IN MYVIEW... YOUNEEDYOUR ‘OWN’GP—NOTASTRANGER
MY 93-YEAR- OLD neighbour recently tripped and fell at home. She severely bruised her face, but simply picked herself up. As she did that, a volunteer delivering audio books arrived and, after a brief discussion, took her to the local GP.
Not so long ago, my neighbour would have seen her own GP — a doctor who would have known her well enough to realise she was her usual self, apart from the bruising. Instead, the GP took one look at her and sent her to A&E 20 miles away.
The doctor there began a long list of tests, finishing with a CT scan. It was dark by the time she was sent home — without the results of her scan because the department was, by then, closed. There has been no follow-up since — no phone call, no visit from GP or nurse.
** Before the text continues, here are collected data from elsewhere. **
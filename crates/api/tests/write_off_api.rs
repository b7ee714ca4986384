//! Write-off acts: filing, director decisions and the stock decrement.

mod common;

use axum::http::StatusCode;
use common::{body_json, get_auth, post_auth, post_json_auth};
use serde_json::json;
use sqlx::PgPool;
use warehub_core::roles::Role;

struct Fixture {
    app: axum::Router,
    keeper: String,
    director: String,
    zone_id: i64,
    product_id: i64,
}

/// A zone holding five units of one product.
async fn stocked_zone(pool: PgPool) -> Fixture {
    let (_, keeper) = common::employee_with_token(&pool, "keeper", Role::Storekeeper).await;
    let (_, manager) = common::employee_with_token(&pool, "manager", Role::Manager).await;
    let (_, director) = common::employee_with_token(&pool, "director", Role::Director).await;
    let app = common::build_test_app(pool);

    let (_, zone_id) = common::create_zone(&app, &keeper, 10.0).await;
    let product_id = common::create_product(&app, &manager, "VASE-2", 0.2, 4500).await;
    let response = post_json_auth(
        app.clone(),
        &format!("/api/v1/storage-zones/{zone_id}/products"),
        json!({ "product_id": product_id, "quantity": 5 }),
        &keeper,
    )
    .await;
    assert_eq!(response.status(), StatusCode::CREATED);

    Fixture {
        app,
        keeper,
        director,
        zone_id,
        product_id,
    }
}

async fn file_act(f: &Fixture, quantity: i32) -> i64 {
    common::created_id(
        post_json_auth(
            f.app.clone(),
            "/api/v1/write-off-acts",
            json!({
                "zone_id": f.zone_id,
                "product_id": f.product_id,
                "quantity": quantity,
                "reason": "Broken in transit",
            }),
            &f.keeper,
        )
        .await,
    )
    .await
}

async fn zone_quantity(f: &Fixture) -> Option<i64> {
    let response = get_auth(
        f.app.clone(),
        &format!("/api/v1/storage-zones/{}/products", f.zone_id),
        &f.keeper,
    )
    .await;
    assert_eq!(response.status(), StatusCode::OK);
    let json = body_json(response).await;
    json["data"]
        .as_array()
        .unwrap()
        .iter()
        .find(|l| l["product_id"] == f.product_id)
        .and_then(|l| l["quantity"].as_i64())
}

#[sqlx::test(migrations = "../db/migrations")]
async fn approval_decrements_stock_once(pool: PgPool) {
    let f = stocked_zone(pool).await;

    let first = file_act(&f, 3).await;
    let second = file_act(&f, 3).await;

    let response = post_json_auth(
        f.app.clone(),
        &format!("/api/v1/write-off-acts/{first}/approve"),
        json!({ "note": "Confirmed by photo" }),
        &f.director,
    )
    .await;
    assert_eq!(response.status(), StatusCode::OK);
    let json = body_json(response).await;
    assert_eq!(json["data"]["status"], "approved");
    assert_eq!(json["data"]["decision_note"], "Confirmed by photo");
    assert_eq!(zone_quantity(&f).await, Some(2));

    // Only two units are left for the second act.
    let response = post_auth(
        f.app.clone(),
        &format!("/api/v1/write-off-acts/{second}/approve"),
        &f.director,
    )
    .await;
    assert_eq!(response.status(), StatusCode::CONFLICT);
    assert_eq!(zone_quantity(&f).await, Some(2));

    let response = post_auth(
        f.app.clone(),
        &format!("/api/v1/write-off-acts/{second}/reject"),
        &f.director,
    )
    .await;
    assert_eq!(response.status(), StatusCode::OK);
    let json = body_json(response).await;
    assert_eq!(json["data"]["status"], "rejected");

    // A decided act cannot be decided again.
    let response = post_auth(
        f.app.clone(),
        &format!("/api/v1/write-off-acts/{first}/approve"),
        &f.director,
    )
    .await;
    assert_eq!(response.status(), StatusCode::BAD_REQUEST);
}

#[sqlx::test(migrations = "../db/migrations")]
async fn writing_off_everything_removes_the_stock_line(pool: PgPool) {
    let f = stocked_zone(pool).await;

    let act = file_act(&f, 5).await;
    let response = post_auth(
        f.app.clone(),
        &format!("/api/v1/write-off-acts/{act}/approve"),
        &f.director,
    )
    .await;
    assert_eq!(response.status(), StatusCode::OK);
    assert_eq!(zone_quantity(&f).await, None);
}

#[sqlx::test(migrations = "../db/migrations")]
async fn act_cannot_exceed_held_quantity(pool: PgPool) {
    let f = stocked_zone(pool).await;

    let response = post_json_auth(
        f.app.clone(),
        "/api/v1/write-off-acts",
        json!({
            "zone_id": f.zone_id,
            "product_id": f.product_id,
            "quantity": 6,
            "reason": "Water damage",
        }),
        &f.keeper,
    )
    .await;
    assert_eq!(response.status(), StatusCode::BAD_REQUEST);
}
//! Role lookup table.

use serde::Serialize;
use sqlx::FromRow;
use warehub_core::types::{DbId, Timestamp};

/// A row from the `roles` table.
#[derive(Debug, Clone, FromRow, Serialize)]
pub struct Role {
    pub id: DbId,
    pub name: String,
    /// `employee` or `visitor`.
    pub kind: String,
    pub description: Option<String>,
    pub created_at: Timestamp,
    pub updated_at: Timestamp,
}
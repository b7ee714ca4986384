//! Client orders, their lines and discussion comments.

use serde::{Deserialize, Serialize};
use sqlx::FromRow;
use warehub_core::types::{DbId, Timestamp};

#[derive(Debug, Clone, FromRow, Serialize)]
pub struct ClientOrder {
    pub id: DbId,
    pub client_id: DbId,
    pub status: String,
    pub delivery_address: String,
    pub total_cents: i64,
    pub note: Option<String>,
    pub created_at: Timestamp,
    pub updated_at: Timestamp,
}

/// Order line joined with product fields.
#[derive(Debug, Clone, FromRow, Serialize)]
pub struct OrderedProductDetail {
    pub id: DbId,
    pub order_id: DbId,
    pub product_id: DbId,
    pub article: String,
    pub product_name: String,
    pub quantity: i32,
    pub unit_price_cents: i64,
    pub unit_weight_kg: f64,
}

/// A priced line ready for insertion. Prices are snapshotted from the
/// product at order time.
#[derive(Debug, Clone)]
pub struct NewOrderLine {
    pub product_id: DbId,
    pub quantity: i32,
    pub unit_price_cents: i64,
}

#[derive(Debug)]
pub struct CreateClientOrder {
    pub client_id: DbId,
    pub delivery_address: String,
    pub note: Option<String>,
    /// Sum of the lines, computed by the caller.
    pub total_cents: i64,
    pub lines: Vec<NewOrderLine>,
}

#[derive(Debug, Default, Deserialize)]
pub struct OrderFilter {
    pub status: Option<String>,
    pub client_id: Option<DbId>,
    pub limit: Option<i64>,
    pub offset: Option<i64>,
}

#[derive(Debug, Clone, FromRow, Serialize)]
pub struct Comment {
    pub id: DbId,
    pub order_id: DbId,
    /// `employee` or `visitor`.
    pub author_kind: String,
    pub author_id: DbId,
    pub author_name: String,
    pub body: String,
    pub created_at: Timestamp,
}

#[derive(Debug)]
pub struct CreateComment {
    pub order_id: DbId,
    pub author_kind: String,
    pub author_id: DbId,
    pub author_name: String,
    pub body: String,
}
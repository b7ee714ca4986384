//! Equipment types and warehouse equipment.

mod common;

use axum::http::StatusCode;
use common::{body_json, created_id, delete_auth, get_auth, post_json_auth, put_json_auth};
use serde_json::json;
use sqlx::PgPool;
use warehub_core::roles::Role;

#[sqlx::test(migrations = "../db/migrations")]
async fn equipment_lifecycle(pool: PgPool) {
    let (_, admin) = common::employee_with_token(&pool, "root", Role::Admin).await;
    let (_, keeper) = common::employee_with_token(&pool, "keeper", Role::Storekeeper).await;
    let (_, driver) = common::employee_with_token(&pool, "driver", Role::Driver).await;
    let app = common::build_test_app(pool);

    // Only admins maintain the type catalogue.
    let response = post_json_auth(
        app.clone(),
        "/api/v1/equipment-types",
        json!({ "name": "Forklift" }),
        &keeper,
    )
    .await;
    assert_eq!(response.status(), StatusCode::FORBIDDEN);

    let type_id = created_id(
        post_json_auth(
            app.clone(),
            "/api/v1/equipment-types",
            json!({ "name": "Forklift", "description": "Electric, 1.5 t" }),
            &admin,
        )
        .await,
    )
    .await;

    let warehouse_id = created_id(
        post_json_auth(
            app.clone(),
            "/api/v1/warehouses",
            json!({ "name": "Central", "address": "1 Dock Road" }),
            &keeper,
        )
        .await,
    )
    .await;
    let list_uri = format!("/api/v1/warehouses/{warehouse_id}/equipment");

    let response = post_json_auth(
        app.clone(),
        &list_uri,
        json!({ "equipment_type_id": type_id, "name": "Forklift #1", "inventory_number": " INV-001 " }),
        &keeper,
    )
    .await;
    assert_eq!(response.status(), StatusCode::CREATED);
    let json = body_json(response).await;
    let equipment_id = json["data"]["id"].as_i64().unwrap();
    assert_eq!(json["data"]["inventory_number"], "INV-001");
    assert_eq!(json["data"]["status"], "operational");

    // Inventory numbers are unique.
    let response = post_json_auth(
        app.clone(),
        &list_uri,
        json!({ "equipment_type_id": type_id, "name": "Forklift #2", "inventory_number": "INV-001" }),
        &keeper,
    )
    .await;
    assert_eq!(response.status(), StatusCode::CONFLICT);

    let response = post_json_auth(
        app.clone(),
        &list_uri,
        json!({ "equipment_type_id": type_id, "name": "Forklift #2", "inventory_number": "INV-002", "status": "broken" }),
        &keeper,
    )
    .await;
    assert_eq!(response.status(), StatusCode::BAD_REQUEST);

    let response = post_json_auth(
        app.clone(),
        &list_uri,
        json!({ "equipment_type_id": 9999, "name": "Forklift #2", "inventory_number": "INV-002" }),
        &keeper,
    )
    .await;
    assert_eq!(response.status(), StatusCode::NOT_FOUND);

    let response = get_auth(app.clone(), &list_uri, &driver).await;
    assert_eq!(response.status(), StatusCode::OK);
    let json = body_json(response).await;
    assert_eq!(json["data"].as_array().unwrap().len(), 1);

    let uri = format!("/api/v1/equipment/{equipment_id}");
    let response =
        put_json_auth(app.clone(), &uri, json!({ "status": "maintenance" }), &driver).await;
    assert_eq!(response.status(), StatusCode::FORBIDDEN);

    let response =
        put_json_auth(app.clone(), &uri, json!({ "status": "maintenance" }), &keeper).await;
    assert_eq!(response.status(), StatusCode::OK);
    let json = body_json(response).await;
    assert_eq!(json["data"]["status"], "maintenance");
    assert_eq!(json["data"]["name"], "Forklift #1");

    // A type still in use cannot be deleted.
    let type_uri = format!("/api/v1/equipment-types/{type_id}");
    let response = delete_auth(app.clone(), &type_uri, &admin).await;
    assert_eq!(response.status(), StatusCode::CONFLICT);

    let response = delete_auth(app.clone(), &uri, &keeper).await;
    assert_eq!(response.status(), StatusCode::NO_CONTENT);
    let response = get_auth(app.clone(), &uri, &keeper).await;
    assert_eq!(response.status(), StatusCode::NOT_FOUND);

    let response = delete_auth(app.clone(), &type_uri, &admin).await;
    assert_eq!(response.status(), StatusCode::NO_CONTENT);
    let response = get_auth(app, &type_uri, &keeper).await;
    assert_eq!(response.status(), StatusCode::NOT_FOUND);
}

#[sqlx::test(migrations = "../db/migrations")]
async fn equipment_on_missing_warehouse_is_not_found(pool: PgPool) {
    let (_, keeper) = common::employee_with_token(&pool, "keeper", Role::Storekeeper).await;
    let app = common::build_test_app(pool);

    let response = get_auth(app, "/api/v1/warehouses/9999/equipment", &keeper).await;
    assert_eq!(response.status(), StatusCode::NOT_FOUND);
}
This scenario is all too common and, to my mind, illustrates how something vital has been lost in general practice — the one-to-one relationship between a patient and their ‘own’ doctor, a staple of the NHS since it was founded in 1948. This lack of personal connection may account for a new phenomenon: the inability of GPs to cope with uncertainty. This leads to what is called defensive medicine, in which tests are done on a ‘just in case’ basis, rather than relying on judgment, experience and skill.
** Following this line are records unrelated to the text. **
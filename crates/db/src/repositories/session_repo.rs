//! Repository for the `sessions` table.

use sqlx::PgPool;
use warehub_core::types::{DbId, Timestamp};

use crate::models::session::{CreateSession, Session};

const COLUMNS: &str = "id, principal_kind, principal_id, refresh_token_hash, expires_at, \
                       revoked_at, user_agent, created_at";

/// Provides refresh-token session operations for both principal kinds.
pub struct SessionRepo;

impl SessionRepo {
    pub async fn create(pool: &PgPool, input: &CreateSession) -> Result<Session, sqlx::Error> {
        let query = format!(
            "INSERT INTO sessions (principal_kind, principal_id, refresh_token_hash, expires_at, user_agent)
             VALUES ($1, $2, $3, $4, $5)
             RETURNING {COLUMNS}"
        );
        sqlx::query_as::<_, Session>(&query)
            .bind(&input.principal_kind)
            .bind(input.principal_id)
            .bind(&input.refresh_token_hash)
            .bind(input.expires_at)
            .bind(&input.user_agent)
            .fetch_one(pool)
            .await
    }

    /// Find an active (not revoked, not expired) session of the given kind
    /// by refresh token hash.
    pub async fn find_active(
        pool: &PgPool,
        principal_kind: &str,
        refresh_token_hash: &str,
    ) -> Result<Option<Session>, sqlx::Error> {
        let query = format!(
            "SELECT {COLUMNS} FROM sessions
             WHERE principal_kind = $1
               AND refresh_token_hash = $2
               AND revoked_at IS NULL
               AND expires_at > NOW()"
        );
        sqlx::query_as::<_, Session>(&query)
            .bind(principal_kind)
            .bind(refresh_token_hash)
            .fetch_optional(pool)
            .await
    }

    pub async fn revoke(pool: &PgPool, id: DbId) -> Result<(), sqlx::Error> {
        sqlx::query("UPDATE sessions SET revoked_at = NOW() WHERE id = $1")
            .bind(id)
            .execute(pool)
            .await?;
        Ok(())
    }

    /// Revoke every open session of one principal. Returns the number revoked.
    pub async fn revoke_all_for(
        pool: &PgPool,
        principal_kind: &str,
        principal_id: DbId,
    ) -> Result<u64, sqlx::Error> {
        let result = sqlx::query(
            "UPDATE sessions SET revoked_at = NOW()
             WHERE principal_kind = $1 AND principal_id = $2 AND revoked_at IS NULL",
        )
        .bind(principal_kind)
        .bind(principal_id)
        .execute(pool)
        .await?;
        Ok(result.rows_affected())
    }

    /// Delete sessions that expired or were revoked before `cutoff`.
    pub async fn delete_stale(pool: &PgPool, cutoff: Timestamp) -> Result<u64, sqlx::Error> {
        let result =
            sqlx::query("DELETE FROM sessions WHERE expires_at < $1 OR revoked_at < $1")
                .bind(cutoff)
                .execute(pool)
                .await?;
        Ok(result.rows_affected())
    }
}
The defensive medical care my neighbour received didn’t only expose her to unnecessary radiation, cost the NHS more money and add to the considerable burdens on the A&E department, it also illustrated the lack of care and kindness present in modern general practice.
However, there is hope on the horizon. Many younger and healthier patients are taking advantage of internet consultations for minor illnesses, such as respiratory infections or abdominal upsets.
This, I hope fervently, will free up GPs’ time, allowing them to build relationships with their more vulnerable patients and provide them with the care and attention they so richly deserve.